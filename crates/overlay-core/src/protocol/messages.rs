//! Wire message types for the subscriber-facing JSON protocol.
//!
//! # Message flow
//!
//! ```text
//! Subscriber → Relay:  {"listen":"Keyboard"}        → ClientMessage::Listen
//!                      {"ping":12345}               → ClientMessage::Ping
//! Relay → Subscriber:  ServerMessage  →  {"type":"Keyboard",...}
//! ```
//!
//! Outbound messages use serde's internally tagged representation: the
//! `"type"` field carries the variant name and the remaining fields sit in the
//! same object.  Inbound messages are untagged single-property objects.
//! [`crate::protocol::codec`] deserializes them into a serde struct with
//! `deny_unknown_fields` and then checks that exactly one property is set, so
//! every deviation is rejected.

use serde::{Deserialize, Serialize};

use crate::domain::buttons::{KeyboardButton, MouseButton};
use crate::domain::category::EventCategory;
use crate::domain::event::RawKeyboard;

/// A decoded control message from a subscriber.
#[derive(Debug, Clone, Copy, PartialEq, Eq)]
pub enum ClientMessage {
    /// Add a category to the subscriber's mask.
    Listen(EventCategory),
    /// Echo of the most recent heartbeat nonce.
    Ping(i64),
}

/// Every message the relay sends to a subscriber.
///
/// # Serde representation
///
/// ```json
/// {"type":"Ping","ping":12345}
/// {"type":"Keyboard","button":"A","pressed":true,"presses":1,"raw":{"makecode":30,"flags":0,"vkey":65}}
/// {"type":"MouseButtons","button":"Mouse1","pressed":true,"presses":4}
/// {"type":"MouseButtons","button":"MouseWheelUp","count":3,"presses":0}
/// {"type":"Devices","hDevice":"0x0000000000010043","attached":true}
/// ```
#[derive(Debug, Clone, PartialEq, Eq, Serialize, Deserialize)]
#[serde(tag = "type")]
pub enum ServerMessage {
    /// Heartbeat probe; the subscriber must answer `{"ping":<same value>}`.
    Ping { ping: i64 },

    /// A keyboard key transition.
    Keyboard {
        button: KeyboardButton,
        pressed: bool,
        presses: u32,
        raw: RawKeyboard,
    },

    /// A mouse click or wheel movement.
    ///
    /// Clicks carry `pressed`, wheel events carry `count`; never both.
    MouseButtons {
        button: MouseButton,
        #[serde(default, skip_serializing_if = "Option::is_none")]
        pressed: Option<bool>,
        #[serde(default, skip_serializing_if = "Option::is_none")]
        count: Option<i32>,
        presses: u32,
    },

    /// A raw input device was attached or detached.
    Devices {
        #[serde(rename = "hDevice")]
        h_device: String,
        attached: bool,
    },
}

impl ServerMessage {
    /// The `"type"` discriminant, for log lines that must not dump field values.
    pub fn type_name(&self) -> &'static str {
        match self {
            ServerMessage::Ping { .. } => "Ping",
            ServerMessage::Keyboard { .. } => "Keyboard",
            ServerMessage::MouseButtons { .. } => "MouseButtons",
            ServerMessage::Devices { .. } => "Devices",
        }
    }
}

// ── Tests ─────────────────────────────────────────────────────────────────────
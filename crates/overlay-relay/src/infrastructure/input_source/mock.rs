//! Mock input source for tests.
//!
//! Allows tests to inject synthetic events without a capture layer.

use overlay_core::InputEvent;
use parking_lot::Mutex;

use super::{CaptureError, InputSource};
use crate::application::{EventSink, SubmitError};

/// A mock implementation of [`InputSource`] that allows tests to inject events.
#[derive(Debug, Default)]
pub struct MockInputSource {
    sink: Mutex<Option<EventSink>>,
}

impl MockInputSource {
    pub fn new() -> Self {
        Self::default()
    }

    /// Injects a synthetic event, as if captured from hardware.
    ///
    /// # Errors
    ///
    /// [`SubmitError::Closed`] before `start()` or after `stop()`, and
    /// whatever the sink reports otherwise.
    pub fn inject_event(&self, event: impl Into<InputEvent>) -> Result<(), SubmitError> {
        match self.sink.lock().as_ref() {
            Some(sink) => sink.submit(event),
            None => Err(SubmitError::Closed),
        }
    }

    pub fn is_started(&self) -> bool {
        self.sink.lock().is_some()
    }
}

impl InputSource for MockInputSource {
    fn start(&self, sink: EventSink) -> Result<(), CaptureError> {
        let mut slot = self.sink.lock();
        if slot.is_some() {
            return Err(CaptureError::AlreadyStarted);
        }
        *slot = Some(sink);
        Ok(())
    }

    fn stop(&self) {
        // Dropping the sink closes the queue once every clone is gone.
        self.sink.lock().take();
    }
}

++++++

Work instruction — The result should be every line that contains "stop", copied from the entries.

Reply to the exercise —
    /// [`SubmitError::Closed`] before `start()` or after `stop()`, and
    fn stop(&self) {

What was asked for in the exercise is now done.